News Classification using NLP and Machine Learning

This project focuses on classifying news articles in English and Hindi using machine learning and natural language processing (NLP). Models are trained on datasets obtained from Kaggle and saved for reuse. The application also includes a Streamlit interface for user interaction.

Features

Language Support: English and Hindi news classification. Machine Learning Models: English: Multinomial Naive Bayes and Tokenization Hindi: Random Forest Classifier and Tokenization Streamlit Application: Interactive interface for classification.
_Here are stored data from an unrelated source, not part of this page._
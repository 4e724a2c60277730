//! # Object Pool
//!
//! Free-list pool for objects that are acquired on demand and handed back
//! in bulk when their owner is torn down.

/// Contract for pooled objects.
///
/// The pool calls [`Poolable::reset`] before an object re-enters the free
/// list. After a reset the object must hold no references to its previous
/// owner.
pub trait Poolable: Default {
    /// Clears all owner state.
    fn reset(&mut self);
}

/// A pool of reusable objects.
///
/// Unlike a slot allocator, the pool hands out owned values: the caller
/// keeps the object wherever it likes and returns it with
/// [`ObjectPool::release`]. Buffers inside returned objects keep their
/// capacity, so a warm pool stops allocating.
///
/// # Thread Safety
///
/// This pool is NOT thread-safe. Use one pool per render pipe.
///
/// # Example
///
/// ```rust
/// use skein_core::{ObjectPool, Poolable};
///
/// #[derive(Default)]
/// struct Scratch { data: Vec<f32> }
///
/// impl Poolable for Scratch {
///     fn reset(&mut self) { self.data.clear(); }
/// }
///
/// let mut pool: ObjectPool<Scratch> = ObjectPool::with_capacity(4);
/// let mut scratch = pool.acquire();
/// scratch.data.push(1.0);
/// pool.release(scratch);
/// assert_eq!(pool.free_count(), 4);
/// ```
pub struct ObjectPool<T: Poolable> {
    /// Reset objects ready for reuse.
    free_list: Vec<T>,
    /// Number of objects currently handed out.
    outstanding: usize,
    /// Total objects ever constructed by this pool.
    created: usize,
}

impl<T: Poolable> ObjectPool<T> {
    /// Creates an empty pool.
    #[must_use]
    pub const fn new() -> Self {
        Self {
            free_list: Vec::new(),
            outstanding: 0,
            created: 0,
        }
    }

    /// Creates a pool pre-filled with `capacity` default objects.
    #[must_use]
    pub fn with_capacity(capacity: usize) -> Self {
        let free_list: Vec<T> = (0..capacity).map(|_| T::default()).collect();
        Self {
            free_list,
            outstanding: 0,
            created: capacity,
        }
    }

    /// Returns the number of objects waiting on the free list.
    #[inline]
    #[must_use]
    pub fn free_count(&self) -> usize {
        self.free_list.len()
    }

    /// Returns the number of objects currently handed out.
    #[inline]
    #[must_use]
    pub const fn outstanding(&self) -> usize {
        self.outstanding
    }

    /// Returns the number of objects this pool has constructed.
    #[inline]
    #[must_use]
    pub const fn created(&self) -> usize {
        self.created
    }

    /// Takes an object from the pool, constructing one if the pool is dry.
    ///
    /// This is **O(1)** and allocation-free while the free list is non-empty.
    pub fn acquire(&mut self) -> T {
        self.outstanding += 1;
        if let Some(value) = self.free_list.pop() {
            return value;
        }
        self.created += 1;
        T::default()
    }

    /// Resets an object and puts it back on the free list.
    pub fn release(&mut self, mut value: T) {
        value.reset();
        self.outstanding = self.outstanding.saturating_sub(1);
        self.free_list.push(value);
    }

    /// Releases every object yielded by `values`.
    pub fn release_all<I: IntoIterator<Item = T>>(&mut self, values: I) {
        for value in values {
            self.release(value);
        }
    }
}

impl<T: Poolable> Default for ObjectPool<T> {
    fn default() -> Self {
        Self::new()
    }
}

#[cfg(test)]
mod tests {
    use super::*;

    #[derive(Default)]
    struct Entry {
        owner: Option<u32>,
        data: Vec<u8>,
    }

    impl Poolable for Entry {
        fn reset(&mut self) {
            self.owner = None;
            self.data.clear();
        }
    }

    #[test]
    fn test_pool_acquire_release() {
        let mut pool: ObjectPool<Entry> = ObjectPool::new();

        let mut entry = pool.acquire();
        entry.owner = Some(7);
        assert_eq!(pool.outstanding(), 1);
        assert_eq!(pool.created(), 1);

        pool.release(entry);
        assert_eq!(pool.outstanding(), 0);
        assert_eq!(pool.free_count(), 1);
    }

    #[test]
    fn test_release_clears_owner() {
        let mut pool: ObjectPool<Entry> = ObjectPool::new();

        let mut entry = pool.acquire();
        entry.owner = Some(3);
        entry.data.extend_from_slice(&[1, 2, 3]);
        pool.release(entry);

        let reused = pool.acquire();
        assert!(reused.owner.is_none());
        assert!(reused.data.is_empty());
        assert!(reused.data.capacity() >= 3); // Buffer kept
        assert_eq!(pool.created(), 1);
    }

    #[test]
    fn test_prewarmed_pool_does_not_construct() {
        let mut pool: ObjectPool<Entry> = ObjectPool::with_capacity(2);

        let a = pool.acquire();
        let b = pool.acquire();
        assert_eq!(pool.created(), 2);

        pool.release_all([a, b]);
        assert_eq!(pool.free_count(), 2);
        assert_eq!(pool.outstanding(), 0);
    }
}
//! # SKEIN Core
//!
//! Allocation primitives for the skeletal batch packing pipeline:
//! - Generation-tagged arenas, so identity checks are an integer compare
//! - Reset-on-return object pools for per-frame packing units
//!
//! ## Architecture Rules
//!
//! 1. **No heap allocations in the warm frame path** - pools and arenas reuse slots
//! 2. **Handles, not references** - identity survives across frames without borrows
//! 3. **Explicit reset** - pooled objects drop every back-reference on return
//!
//! ## Example
//!
//! ```rust
//! use skein_core::Arena;
//!
//! let mut arena = Arena::new();
//! let a = arena.insert("region");
//! let b = arena.insert("mesh");
//! assert_ne!(a, b);
//! assert_eq!(arena.get(a), Some(&"region"));
//! ```

#![deny(unsafe_code)]
#![deny(clippy::all)]
#![warn(clippy::pedantic)]
#![deny(clippy::perf)]

pub mod memory;

pub use memory::{Arena, Handle, ObjectPool, Poolable};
Datasets: Preprocessed English and Hindi datasets sourced from Kaggle.

Directory Structure

MLNClassifier/
├── EngNewsClassify.ipynb # Jupyter notebook for training and saving English models
├── HinNewsClassify.ipynb # Jupyter notebook for training and saving Hindi models
├── NewsNLP.py # Python script for loading models and running the classifier

├── Multinomial.pkl # English Multinomial Naive Bayes model
├── tokenization.pkl # English Tokenizer
├── hindi_Rf.pkl # Hindi Random Forest model
└── hindiTokenization.pkl # Hindi Tokenizer
├── english_news.csv # English dataset (from Kaggle)
├── hindi_news.csv # Hindi dataset (from Kaggle)
└── README.md # Project documentation

Setup Instructions

Prerequisites

Python 3.7 or higher Libraries: numpy, pandas, sklearn, nltk, streamlit

Installation

Clone the repository:

   git clone https://github.com/AdityaC784/MLNClassifier.git

   
   cd MLNClassifier

Install dependencies:

   pip install -r requirements.txt

How to Run

Train and Save Models

Open EngNewsClassify.ipynb and HinNewsClassify.ipynb in Jupyter Notebook.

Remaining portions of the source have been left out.